(Record set)

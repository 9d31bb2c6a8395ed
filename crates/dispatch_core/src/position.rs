//! Ephemeral driver position store.
//!
//! This module provides:
//!
//! - **Position records**: per-driver position with an absolute TTL
//! - **Cell membership**: cell -> driver sets inheriting the record TTL
//! - **Active-dirty tracking**: which drivers still need durable persistence
//!
//! Liveness is TTL-driven: a driver that stops sending updates disappears
//! from every index at TTL without an explicit offline event. All writes go
//! through one mutex so a record, its cell membership, and its dirty mark
//! land atomically with the TTL attached in the same operation.

use std::collections::{HashMap, HashSet};
use std::sync::{Arc, Mutex};

use h3o::CellIndex;

use crate::clock::Clock;
use crate::ids::{ChannelId, DriverId, UserId};

/// Ephemeral per-driver state. Authoritative for liveness only.
#[derive(Debug, Clone, PartialEq)]
pub struct PositionRecord {
    pub driver_id: DriverId,
    pub user_id: UserId,
    /// `[lng, lat]`.
    pub coordinates: [f64; 2],
    pub cell: CellIndex,
    /// Milliseconds since the Unix epoch of the last update.
    pub last_seen_ms: u64,
    pub is_online: bool,
    pub is_available: bool,
    /// Live channel, if the driver is currently connected.
    pub channel: Option<ChannelId>,
}

/// Fields a position update writes; the store manages TTL and channel.
#[derive(Debug, Clone)]
pub struct PositionWrite {
    pub driver_id: DriverId,
    pub user_id: UserId,
    /// `[lng, lat]`.
    pub coordinates: [f64; 2],
    pub cell: CellIndex,
    pub is_online: bool,
    pub is_available: bool,
}

#[derive(Debug)]
struct Entry {
    record: PositionRecord,
    expires_at_ms: u64,
}

#[derive(Debug, Default)]
struct State {
    records: HashMap<DriverId, Entry>,
    /// Cell -> member -> membership expiry. Memberships inherit the record TTL.
    cells: HashMap<CellIndex, HashMap<DriverId, u64>>,
    /// Drivers whose position changed since the last successful durable sync.
    active: HashSet<DriverId>,
    /// Drivers snapshotted by an in-flight sync run.
    processing: HashSet<DriverId>,
}

impl State {
    fn remove_membership(&mut self, cell: CellIndex, driver_id: DriverId) {
        if let Some(members) = self.cells.get_mut(&cell) {
            members.remove(&driver_id);
            if members.is_empty() {
                self.cells.remove(&cell);
            }
        }
    }

    fn drop_expired(&mut self, driver_id: DriverId) {
        if let Some(entry) = self.records.remove(&driver_id) {
            self.remove_membership(entry.record.cell, driver_id);
        }
    }
}

/// TTL-bearing in-memory store for driver positions.
pub struct PositionStore {
    state: Mutex<State>,
    clock: Arc<dyn Clock>,
    ttl_ms: u64,
}

impl PositionStore {
    pub fn new(clock: Arc<dyn Clock>, ttl_ms: u64) -> Self {
        Self {
            state: Mutex::new(State::default()),
            clock,
            ttl_ms,
        }
    }

    fn lock(&self) -> std::sync::MutexGuard<'_, State> {
        self.state.lock().expect("position store lock")
    }

    /// Write a position record, refresh its TTL, update cell membership, and
    /// mark the driver dirty for the next sync run.
    ///
    /// A pre-existing live channel is preserved; position updates and
    /// connection lifecycle are independent.
    pub fn upsert(&self, write: PositionWrite) {
        let now = self.clock.now_ms();
        let expires_at_ms = now + self.ttl_ms;
        let mut state = self.lock();

        let prior = state.records.get(&write.driver_id);
        let prior_cell = prior.map(|e| e.record.cell);
        let channel = prior.and_then(|e| e.record.channel);

        if let Some(old_cell) = prior_cell {
            if old_cell != write.cell {
                state.remove_membership(old_cell, write.driver_id);
            }
        }

        state
            .cells
            .entry(write.cell)
            .or_default()
            .insert(write.driver_id, expires_at_ms);

        state.records.insert(
            write.driver_id,
            Entry {
                record: PositionRecord {
                    driver_id: write.driver_id,
                    user_id: write.user_id,
                    coordinates: write.coordinates,
                    cell: write.cell,
                    last_seen_ms: now,
                    is_online: write.is_online,
                    is_available: write.is_available,
                    channel,
                },
                expires_at_ms,
            },
        );

        // Idempotent; an update landing during a sync run re-dirties the
        // driver so the newer value wins at reconcile.
        state.active.insert(write.driver_id);
    }

    /// Current record, or `None` once the TTL has elapsed.
    pub fn get(&self, driver_id: DriverId) -> Option<PositionRecord> {
        let now = self.clock.now_ms();
        let mut state = self.lock();
        match state.records.get(&driver_id) {
            Some(entry) if entry.expires_at_ms > now => Some(entry.record.clone()),
            Some(_) => {
                state.drop_expired(driver_id);
                None
            }
            None => None,
        }
    }

    /// Union of live members across the given cells.
    pub fn members_of_cells(&self, cells: &[CellIndex]) -> HashSet<DriverId> {
        let now = self.clock.now_ms();
        let mut state = self.lock();
        let mut members = HashSet::new();
        let mut expired: Vec<DriverId> = Vec::new();

        for cell in cells {
            if let Some(cell_members) = state.cells.get(cell) {
                for (&driver_id, &expires_at_ms) in cell_members {
                    if expires_at_ms > now {
                        members.insert(driver_id);
                    } else {
                        expired.push(driver_id);
                    }
                }
            }
        }
        for driver_id in expired {
            state.drop_expired(driver_id);
        }
        members
    }

    /// Mutate only the connection field. Does not refresh the TTL.
    /// Returns false if no live record exists.
    pub fn set_connection(&self, driver_id: DriverId, channel: Option<ChannelId>) -> bool {
        let now = self.clock.now_ms();
        let mut state = self.lock();
        match state.records.get_mut(&driver_id) {
            Some(entry) if entry.expires_at_ms > now => {
                entry.record.channel = channel;
                true
            }
            _ => false,
        }
    }

    /// Drop the channel on disconnect; position data persists so the driver
    /// can reconnect and continue.
    pub fn clear_on_disconnect(&self, driver_id: DriverId) {
        self.set_connection(driver_id, None);
    }

    /// Flip availability without refreshing the TTL. Returns false if no
    /// live record exists.
    pub fn set_availability(&self, driver_id: DriverId, is_available: bool) -> bool {
        let now = self.clock.now_ms();
        let mut state = self.lock();
        match state.records.get_mut(&driver_id) {
            Some(entry) if entry.expires_at_ms > now => {
                entry.record.is_available = is_available;
                true
            }
            _ => false,
        }
    }

    // ------------------------------------------------------------------
    // Active-dirty set primitives for the sync worker
    // ------------------------------------------------------------------

    /// Atomically move the active-dirty set into processing and return the
    /// snapshot. Updates arriving afterwards accumulate in a fresh active
    /// set.
    pub fn snapshot_dirty(&self) -> Vec<DriverId> {
        let mut state = self.lock();
        let snapshot: Vec<DriverId> = state.active.drain().collect();
        state.processing.extend(snapshot.iter().copied());
        snapshot
    }

    /// Remove successfully persisted (or expired-in-flight) ids from
    /// processing.
    pub fn complete_processing(&self, ids: &[DriverId]) {
        let mut state = self.lock();
        for id in ids {
            state.processing.remove(id);
        }
    }

    /// Return failed ids to the active set. If a newer update already
    /// re-dirtied the driver, the processing copy is simply discarded so the
    /// newer value wins.
    pub fn requeue_failed(&self, ids: &[DriverId]) {
        let mut state = self.lock();
        for id in ids {
            if state.processing.remove(id) && !state.active.contains(id) {
                state.active.insert(*id);
            }
        }
    }

    /// Merge any leftover processing entries back into active. Called once
    /// at startup so a crash mid-run cannot silently lose updates.
    pub fn recover_processing(&self) -> usize {
        let mut state = self.lock();
        let leftover: Vec<DriverId> = state.processing.drain().collect();
        let count = leftover.len();
        for id in leftover {
            state.active.insert(id);
        }
        count
    }

    /// (active, processing) sizes, for sync status introspection and tests.
    pub fn dirty_sizes(&self) -> (usize, usize) {
        let state = self.lock();
        (state.active.len(), state.processing.len())
    }
}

(End Record set)

# About this task
What is needed is an exact transcription of every entry above.

# Answer space
repository 9d31bb2c6a8395ed
filename crates/dispatch_core/src/position.rs
//! Ephemeral driver position store.
//!
//! This module provides:
//!
//! - **Position records**: per-driver position with an absolute TTL
//! - **Cell membership**: cell -> driver sets inheriting the record TTL
//! - **Active-dirty tracking**: which drivers still need durable persistence
//!
//! Liveness is TTL-driven: a driver that stops sending updates disappears
//! from every index at TTL without an explicit offline event. All writes go
//! through one mutex so a record, its cell membership, and its dirty mark
//! land atomically with the TTL attached in the same operation.

use std::collections::{HashMap, HashSet};
use std::sync::{Arc, Mutex};

use h3o::CellIndex;

use crate::clock::Clock;
use crate::ids::{ChannelId, DriverId, UserId};

/// Ephemeral per-driver state. Authoritative for liveness only.
#[derive(Debug, Clone, PartialEq)]
pub struct PositionRecord {
    pub driver_id: DriverId,
    pub user_id: UserId,
    /// `[lng, lat]`.
    pub coordinates: [f64; 2],
    pub cell: CellIndex,
    /// Milliseconds since the Unix epoch of the last update.
    pub last_seen_ms: u64,
    pub is_online: bool,
    pub is_available: bool,
    /// Live channel, if the driver is currently connected.
    pub channel: Option<ChannelId>,
}

/// Fields a position update writes; the store manages TTL and channel.
#[derive(Debug, Clone)]
pub struct PositionWrite {
    pub driver_id: DriverId,
    pub user_id: UserId,
    /// `[lng, lat]`.
    pub coordinates: [f64; 2],
    pub cell: CellIndex,
    pub is_online: bool,
    pub is_available: bool,
}

#[derive(Debug)]
struct Entry {
    record: PositionRecord,
    expires_at_ms: u64,
}

#[derive(Debug, Default)]
struct State {
    records: HashMap<DriverId, Entry>,
    /// Cell -> member -> membership expiry. Memberships inherit the record TTL.
    cells: HashMap<CellIndex, HashMap<DriverId, u64>>,
    /// Drivers whose position changed since the last successful durable sync.
    active: HashSet<DriverId>,
    /// Drivers snapshotted by an in-flight sync run.
    processing: HashSet<DriverId>,
}

impl State {
    fn remove_membership(&mut self, cell: CellIndex, driver_id: DriverId) {
        if let Some(members) = self.cells.get_mut(&cell) {
            members.remove(&driver_id);
            if members.is_empty() {
                self.cells.remove(&cell);
            }
        }
    }

    fn drop_expired(&mut self, driver_id: DriverId) {
        if let Some(entry) = self.records.remove(&driver_id) {
            self.remove_membership(entry.record.cell, driver_id);
        }
    }
}

/// TTL-bearing in-memory store for driver positions.
pub struct PositionStore {
    state: Mutex<State>,
    clock: Arc<dyn Clock>,
    ttl_ms: u64,
}

impl PositionStore {
    pub fn new(clock: Arc<dyn Clock>, ttl_ms: u64) -> Self {
        Self {
            state: Mutex::new(State::default()),
            clock,
            ttl_ms,
        }
    }

    fn lock(&self) -> std::sync::MutexGuard<'_, State> {
        self.state.lock().expect("position store lock")
    }

    /// Write a position record, refresh its TTL, update cell membership, and
    /// mark the driver dirty for the next sync run.
    ///
    /// A pre-existing live channel is preserved; position updates and
    /// connection lifecycle are independent.
    pub fn upsert(&self, write: PositionWrite) {
        let now = self.clock.now_ms();
        let expires_at_ms = now + self.ttl_ms;
        let mut state = self.lock();

        let prior = state.records.get(&write.driver_id);
        let prior_cell = prior.map(|e| e.record.cell);
        let channel = prior.and_then(|e| e.record.channel);

        if let Some(old_cell) = prior_cell {
            if old_cell != write.cell {
                state.remove_membership(old_cell, write.driver_id);
            }
        }

        state
            .cells
            .entry(write.cell)
            .or_default()
            .insert(write.driver_id, expires_at_ms);

        state.records.insert(
            write.driver_id,
            Entry {
                record: PositionRecord {
                    driver_id: write.driver_id,
                    user_id: write.user_id,
                    coordinates: write.coordinates,
                    cell: write.cell,
                    last_seen_ms: now,
                    is_online: write.is_online,
                    is_available: write.is_available,
                    channel,
                },
                expires_at_ms,
            },
        );

        // Idempotent; an update landing during a sync run re-dirties the
        // driver so the newer value wins at reconcile.
        state.active.insert(write.driver_id);
    }

    /// Current record, or `None` once the TTL has elapsed.
    pub fn get(&self, driver_id: DriverId) -> Option<PositionRecord> {
        let now = self.clock.now_ms();
        let mut state = self.lock();
        match state.records.get(&driver_id) {
            Some(entry) if entry.expires_at_ms > now => Some(entry.record.clone()),
            Some(_) => {
                state.drop_expired(driver_id);
                None
            }
            None => None,
        }
    }

    /// Union of live members across the given cells.
    pub fn members_of_cells(&self, cells: &[CellIndex]) -> HashSet<DriverId> {
        let now = self.clock.now_ms();
        let mut state = self.lock();
        let mut members = HashSet::new();
        let mut expired: Vec<DriverId> = Vec::new();

        for cell in cells {
            if let Some(cell_members) = state.cells.get(cell) {
                for (&driver_id, &expires_at_ms) in cell_members {
                    if expires_at_ms > now {
                        members.insert(driver_id);
                    } else {
                        expired.push(driver_id);
                    }
                }
            }
        }
        for driver_id in expired {
            state.drop_expired(driver_id);
        }
        members
    }

    /// Mutate only the connection field. Does not refresh the TTL.
    /// Returns false if no live record exists.
    pub fn set_connection(&self, driver_id: DriverId, channel: Option<ChannelId>) -> bool {
        let now = self.clock.now_ms();
        let mut state = self.lock();
        match state.records.get_mut(&driver_id) {
            Some(entry) if entry.expires_at_ms > now => {
                entry.record.channel = channel;
                true
            }
            _ => false,
        }
    }

    /// Drop the channel on disconnect; position data persists so the driver
    /// can reconnect and continue.
    pub fn clear_on_disconnect(&self, driver_id: DriverId) {
        self.set_connection(driver_id, None);
    }

    /// Flip availability without refreshing the TTL. Returns false if no
    /// live record exists.
    pub fn set_availability(&self, driver_id: DriverId, is_available: bool) -> bool {
        let now = self.clock.now_ms();
        let mut state = self.lock();
        match state.records.get_mut(&driver_id) {
            Some(entry) if entry.expires_at_ms > now => {
                entry.record.is_available = is_available;
                true
            }
            _ => false,
        }
    }

    // ------------------------------------------------------------------
    // Active-dirty set primitives for the sync worker
    // ------------------------------------------------------------------

    /// Atomically move the active-dirty set into processing and return the
    /// snapshot. Updates arriving afterwards accumulate in a fresh active
    /// set.
    pub fn snapshot_dirty(&self) -> Vec<DriverId> {
        let mut state = self.lock();
        let snapshot: Vec<DriverId> = state.active.drain().collect();
        state.processing.extend(snapshot.iter().copied());
        snapshot
    }

    /// Remove successfully persisted (or expired-in-flight) ids from
    /// processing.
    pub fn complete_processing(&self, ids: &[DriverId]) {
        let mut state = self.lock();
        for id in ids {
            state.processing.remove(id);
        }
    }

    /// Return failed ids to the active set. If a newer update already
    /// re-dirtied the driver, the processing copy is simply discarded so the
    /// newer value wins.
    pub fn requeue_failed(&self, ids: &[DriverId]) {
        let mut state = self.lock();
        for id in ids {
            if state.processing.remove(id) && !state.active.contains(id) {
                state.active.insert(*id);
            }
        }
    }

    /// Merge any leftover processing entries back into active. Called once
    /// at startup so a crash mid-run cannot silently lose updates.
    pub fn recover_processing(&self) -> usize {
        let mut state = self.lock();
        let leftover: Vec<DriverId> = state.processing.drain().collect();
        let count = leftover.len();
        for id in leftover {
            state.active.insert(id);
        }
        count
    }

    /// (active, processing) sizes, for sync status introspection and tests.
    pub fn dirty_sizes(&self) -> (usize, usize) {
        let state = self.lock();
        (state.active.len(), state.processing.len())
    }
}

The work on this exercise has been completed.